A voz dele soou baixa e com uma certeza que beirava o autoconvencimento enquanto começava a falar devagar: — Eu já testei muitas vezes.
— Não é a Beatriz.
Dona Luísa franziu as sobrancelhas: — Como tem certeza? O rosto é igual.
— O temperamento é diferente.
Arthur ergueu os olhos, olhando para a noite escura lá fora. — Se fosse Beatriz, ela não desapegaria.
— Ela me odeia. Se me visse, se visse Lili e visse a família Valente em paz, ela perderia a postura...
— A Beatriz de antes não conseguia agir de forma leve.
— Mas Serena é diferente.
— Ela só tem o mesmo rosto da Beatriz, nada mais.
Dona Luísa, depois de escutar, suavizou a expressão um pouco, mas a preocupação ainda era forte: — Tomara que sim.
— A família Valente deve muito à Beatriz. O fato de ter falecido por depressão é nossa culpa.
— Se for realmente ela vindo cobrar o que devemos, não teremos o que dizer.
— Mas, se for só uma estranha que se parece com ela, não podemos deixar que estrague a paz dos Valente.
— O fato da Lili ficar grudada com ela hoje não é bom.

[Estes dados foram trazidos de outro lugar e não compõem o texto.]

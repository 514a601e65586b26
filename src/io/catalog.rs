//! G-Portal catalog search responses.
//!
//! The search endpoint returns a GeoJSON feature collection; each feature
//! carries a granule footprint and its product properties. Only parsing and
//! footprint selection live here, the HTTP exchange is left to the caller.

use crate::core::footprint::{select_index, Candidate, Footprint};
use crate::types::{SgliError, SgliResult};
use chrono::{DateTime, Utc};
use serde::{Deserialize, Serialize};
use serde_json::Value;
use std::path::Path;

#[derive(Debug, Clone, Deserialize)]
struct FeatureCollection {
    #[serde(default)]
    features: Vec<Feature>,
}

#[derive(Debug, Clone, Deserialize)]
struct Feature {
    geometry: Geometry,
    properties: Properties,
}

#[derive(Debug, Clone, Deserialize)]
struct Geometry {
    coordinates: Vec<Vec<Vec<f64>>>,
}

#[derive(Debug, Clone, Deserialize)]
#[serde(rename_all = "camelCase")]
struct Properties {
    identifier: String,
    #[serde(default)]
    status: Option<String>,
    #[serde(default)]
    resolution: Option<String>,
    #[serde(default)]
    begin_position: Option<String>,
    #[serde(default)]
    end_position: Option<String>,
    #[serde(default)]
    product: Option<FileRef>,
    #[serde(default)]
    browse: Vec<FileRef>,
    #[serde(default)]
    gpp: Option<Gpp>,
}

#[derive(Debug, Clone, Deserialize)]
#[serde(rename_all = "camelCase")]
struct FileRef {
    file_name: Option<String>,
}

#[derive(Debug, Clone, Deserialize)]
#[serde(rename_all = "camelCase")]
struct Gpp {
    #[serde(default)]
    cloud_cover_percentage: Option<Value>,
}

/// Product properties of one catalog hit
#[derive(Debug, Clone, PartialEq, Serialize, Deserialize)]
pub struct CatalogRecord {
    pub identifier: String,
    pub status: Option<String>,
    pub resolution: Option<String>,
    pub download_url: Option<String>,
    pub preview_url: Option<String>,
    pub cloud_cover: Option<f64>,
    pub begin_position: Option<String>,
    pub end_position: Option<String>,
}

impl CatalogRecord {
    pub fn acquisition_start(&self) -> Option<DateTime<Utc>> {
        parse_position(self.begin_position.as_deref()?)
    }

    pub fn acquisition_end(&self) -> Option<DateTime<Utc>> {
        parse_position(self.end_position.as_deref()?)
    }

    /// Granule file name, the last segment of the download URL
    pub fn file_name(&self) -> Option<&str> {
        self.download_url.as_deref()?.rsplit('/').next()
    }
}

fn parse_position(value: &str) -> Option<DateTime<Utc>> {
    DateTime::parse_from_rfc3339(value)
        .ok()
        .map(|t| t.with_timezone(&Utc))
}

/// Cloud cover arrives as a number, a numeric string or null
fn cloud_cover(value: Option<&Value>) -> Option<f64> {
    match value? {
        Value::Number(n) => n.as_f64(),
        Value::String(s) => s.trim().parse().ok(),
        _ => None,
    }
}

fn into_candidate(feature: Feature) -> Candidate<CatalogRecord> {
    let ring = feature
        .geometry
        .coordinates
        .into_iter()
        .next()
        .unwrap_or_default()
        .into_iter()
        .filter(|v| v.len() >= 2)
        .map(|v| (v[0], v[1]))
        .collect();

    let p = feature.properties;
    let record = CatalogRecord {
        identifier: p.identifier,
        status: p.status,
        resolution: p.resolution,
        download_url: p.product.and_then(|f| f.file_name),
        preview_url: p.browse.into_iter().find_map(|f| f.file_name),
        cloud_cover: cloud_cover(p.gpp.as_ref().and_then(|g| g.cloud_cover_percentage.as_ref())),
        begin_position: p.begin_position,
        end_position: p.end_position,
    };
    Candidate::new(Footprint::new(ring), record)
}

/// Parsed catalog search response
#[derive(Debug, Clone, Default)]
pub struct SearchResult {
    pub candidates: Vec<Candidate<CatalogRecord>>,
}

impl SearchResult {
    pub fn from_json_str(json: &str) -> SgliResult<Self> {
        let collection: FeatureCollection = serde_json::from_str(json)?;
        let candidates: Vec<_> = collection.features.into_iter().map(into_candidate).collect();
        log::debug!("Catalog response holds {} granules", candidates.len());
        Ok(Self { candidates })
    }

    pub fn from_json_file<P: AsRef<Path>>(path: P) -> SgliResult<Self> {
        let json = std::fs::read_to_string(path.as_ref())?;
        Self::from_json_str(&json)
    }

    pub fn len(&self) -> usize {
        self.candidates.len()
    }

    pub fn is_empty(&self) -> bool {
        self.candidates.is_empty()
    }

    pub fn records(&self) -> impl Iterator<Item = &CatalogRecord> {
        self.candidates.iter().map(|c| &c.record)
    }

    /// Granule whose footprint covers (lat, lon) most centrally
    pub fn best_match(&self, lat: f64, lon: f64) -> Option<&CatalogRecord> {
        select_index(&self.candidates, lon, lat).map(|i| &self.candidates[i].record)
    }
}

/// 1 x 1 degree WKT query box centred on (lon, lat)
pub fn search_polygon_wkt(lon: f64, lat: f64) -> String {
    let (lon1, lon2) = (lon - 0.5, lon + 0.5);
    let (lat1, lat2) = (lat - 0.5, lat + 0.5);
    format!(
        "POLYGON(({lon2} {lat2}, {lon1} {lat2}, {lon1} {lat1}, {lon2} {lat1}, {lon2} {lat2}))",
        lon1 = lon1,
        lon2 = lon2,
        lat1 = lat1,
        lat2 = lat2
    )
}

/// Reject search windows that end before they start
pub fn validate_window(start: &str, end: &str) -> SgliResult<(DateTime<Utc>, DateTime<Utc>)> {
    let parse = |s: &str| {
        parse_position(s).ok_or_else(|| SgliError::InvalidInput(format!("not an RFC 3339 time: {}", s)))
    };
    let (start, end) = (parse(start)?, parse(end)?);
    if end < start {
        return Err(SgliError::InvalidInput(format!(
            "search window ends ({}) before it starts ({})",
            end, start
        )));
    }
    Ok((start, end))
}

#[cfg(test)]
mod tests {
    use super::*;

    #[test]
    fn test_polygon_ring_order() {
        assert_eq!(
            search_polygon_wkt(135.0, 35.0),
            "POLYGON((135.5 35.5, 134.5 35.5, 134.5 34.5, 135.5 34.5, 135.5 35.5))"
        );
    }

    #[test]
    fn test_cloud_cover_forms() {
        assert_eq!(cloud_cover(Some(&Value::from(12))), Some(12.0));
        assert_eq!(cloud_cover(Some(&Value::from("7.5"))), Some(7.5));
        assert_eq!(cloud_cover(Some(&Value::Null)), None);
        assert_eq!(cloud_cover(None), None);
    }

    #[test]
    fn test_window_validation() {
        assert!(validate_window("2023-01-01T00:00:00Z", "2023-01-02T00:00:00Z").is_ok());
        assert!(validate_window("2023-01-02T00:00:00Z", "2023-01-01T00:00:00Z").is_err());
        assert!(validate_window("yesterday", "2023-01-01T00:00:00Z").is_err());
    }
}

As crianças são mais fáceis de serem convencidas por alguém com o rosto igual.
Arthur concordou com a cabeça: — Eu sei.
— A Dona Irene já sabe disso. — Dona Luísa falou de repente.
Arthur ergueu os olhos e uma ponta de surpresa passou pelo seu olhar.
— Minha avó?
— Sim. — Dona Luísa assentiu, em tom solene. — A sua avó escutou sobre isso durante dias, já está ciente de tudo, e enviou um convite para um encontro particular com Serena.
— É bom que as contas antigas sejam resolvidas com uma idosa assumindo a liderança.
O coração de Arthur pesou.
Sua avó já era velha e tinha passado a vida inteira sendo sensata e esperta, conseguindo decifrar as pessoas de modo afiado.
Na época, a idosa testemunhou tudo o que Beatriz aguentou, todo o seu sofrimento e a sua tristeza com os Valente, e sentia culpa por isso.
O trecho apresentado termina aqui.